A:
Everything really depends on what you want to use them for. All claims of speed by mfr's and retailers are questionable as marketing hype. My wife and I recently purchased these cards for our phones. We didn't really check the Read speed, but my initial Write testing using a USB3.0 card reader on my desktop system capped the write speed at about 30MBs. However, that 30MBs is ONLY with a single large (4GB) file being copied and written sequentially. Writing a large group (2000) of small files (average 5MB each) to these cards brings the write speed to a crawl. (Note: It took just over 5 hours to write 90GB of data (music & photos) to the cards.
Note: These cards come preformatted as exFat. Unfortunately, due to our phone limitations, we had to reformat them to fat32 (which slows them further). However, after reformatting, these cards work with our phones and record video and photos with no problems (so far).
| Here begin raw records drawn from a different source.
//! Provider API module.
//!
//! The reconciler never talks to a cloud service directly; every resource
//! kind goes through the abstract [`ProviderApi`] capability. The HTTP
//! client is the one concrete implementation.

mod api;
mod http;

pub use api::{CreateRequest, DeleteRequest, ProviderApi, UpdateRequest};
pub use http::HttpProvider;

#[cfg(test)]
pub use api::MockProviderApi;
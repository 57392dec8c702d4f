use axum::{extract::State, routing::get, Json, Router};
use tracing::instrument;

use crate::{db::DbConfig, state::AppState};

pub fn config_routes() -> Router<AppState> {
    Router::new().route("/config/db", get(db_config_route))
}

#[instrument(skip(state))]
pub async fn db_config_route(State(state): State<AppState>) -> Json<DbConfig> {
    Json(state.config.db.clone())
}
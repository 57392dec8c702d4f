use std::net::SocketAddr;

use anyhow::Context;

use crate::db::{db_config, DbConfig};

#[derive(Debug, Clone)]
pub struct AppConfig {
    pub host: String,
    pub port: String,
    pub db: DbConfig,
}

impl AppConfig {
    pub fn from_env() -> Self {
        Self {
            host: std::env::var("APP_HOST").unwrap_or_else(|_| "0.0.0.0".into()),
            port: std::env::var("APP_PORT").unwrap_or_else(|_| "8080".into()),
            db: db_config().clone(),
        }
    }

    pub fn bind_addr(&self) -> anyhow::Result<SocketAddr> {
        format!("{}:{}", self.host, self.port)
            .parse()
            .with_context(|| format!("invalid listen address {}:{}", self.host, self.port))
    }
}
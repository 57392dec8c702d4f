use std::{collections::HashMap, time::Duration};

use lazy_static::lazy_static;
use serde::Serialize;
use sqlx::postgres::{PgConnectOptions, PgPoolOptions, PgSslMode};
use tracing::warn;

pub type EnvMap = HashMap<String, String>;

pub const DEFAULT_HOST: &str = "localhost";
pub const DEFAULT_PORT: u16 = 5432;
pub const DEFAULT_DATABASE: &str = "production";
pub const POOL_MAX: u32 = 20;
pub const POOL_IDLE_TIMEOUT_MILLIS: u64 = 30_000;

#[derive(Debug, Clone, Serialize, PartialEq, Eq)]
#[serde(rename_all = "camelCase")]
pub struct SslConfig {
    pub reject_unauthorized: bool,
    #[serde(skip_serializing_if = "Option::is_none")]
    pub ca: Option<String>, // PEM contents, not a path
}

#[derive(Debug, Clone, Serialize, PartialEq, Eq)]
#[serde(rename_all = "camelCase")]
pub struct PoolConfig {
    pub max: u32,
    pub idle_timeout_millis: u64,
}

/// Database connection parameters.
///
/// Only host, port, database and CA come from the environment; TLS
/// verification and pool sizing are fixed.
#[derive(Debug, Clone, Serialize, PartialEq, Eq)]
pub struct DbConfig {
    pub host: String,
    pub port: u16,
    pub database: String,
    pub ssl: SslConfig,
    pub pool: PoolConfig,
}

lazy_static! {
    static ref DB_CONFIG: DbConfig = DbConfig::from_env();
}

/// Process-wide config, read from the environment on first access.
pub fn db_config() -> &'static DbConfig {
    &DB_CONFIG
}

// Unset and empty variables both fall back.
fn non_empty<'a>(env: &'a EnvMap, key: &str) -> Option<&'a str> {
    env.get(key).map(String::as_str).filter(|v| !v.is_empty())
}

pub fn load_db_config(env: &EnvMap) -> DbConfig {
    let port = match non_empty(env, "DB_PORT") {
        Some(value) => value.parse::<u16>().unwrap_or_else(|error| {
            warn!(%value, %error, "invalid DB_PORT, using default");
            DEFAULT_PORT
        }),
        None => DEFAULT_PORT,
    };

    DbConfig {
        host: non_empty(env, "DB_HOST").unwrap_or(DEFAULT_HOST).to_owned(),
        port,
        database: non_empty(env, "DB_NAME")
            .unwrap_or(DEFAULT_DATABASE)
            .to_owned(),
        ssl: SslConfig {
            reject_unauthorized: true,
            ca: env.get("DB_CA_CERT").cloned(),
        },
        pool: PoolConfig {
            max: POOL_MAX,
            idle_timeout_millis: POOL_IDLE_TIMEOUT_MILLIS,
        },
    }
}

impl DbConfig {
    pub fn from_env() -> Self {
        load_db_config(&std::env::vars().collect())
    }

    /// Driver options for this config. Does not open a connection.
    pub fn connect_options(&self) -> PgConnectOptions {
        let ssl_mode = if self.ssl.reject_unauthorized {
            PgSslMode::VerifyFull
        } else {
            PgSslMode::Require
        };
        let mut opts = PgConnectOptions::new()
            .host(&self.host)
            .port(self.port)
            .database(&self.database)
            .ssl_mode(ssl_mode);
        if let Some(ca) = &self.ssl.ca {
            opts = opts.ssl_root_cert_from_pem(ca.clone().into_bytes());
        }
        opts
    }

    pub fn pool_options(&self) -> PgPoolOptions {
        PgPoolOptions::new()
            .max_connections(self.pool.max)
            .idle_timeout(Duration::from_millis(self.pool.idle_timeout_millis))
    }
}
In my experience over the last thirty years with computers and photography I have tried numerous mfr's cards. My favorite/recent/current fastest (but yet not ridiculously expensive) is the SanDisk, UHS-3, Extreme-Pro. Even when copying large groups of small files it maintains higher speeds. You will definitely pay more for them. So the question is - do you want speed (buy the Extreme-Pro), or do you want high capacity, at a low price (buy these)?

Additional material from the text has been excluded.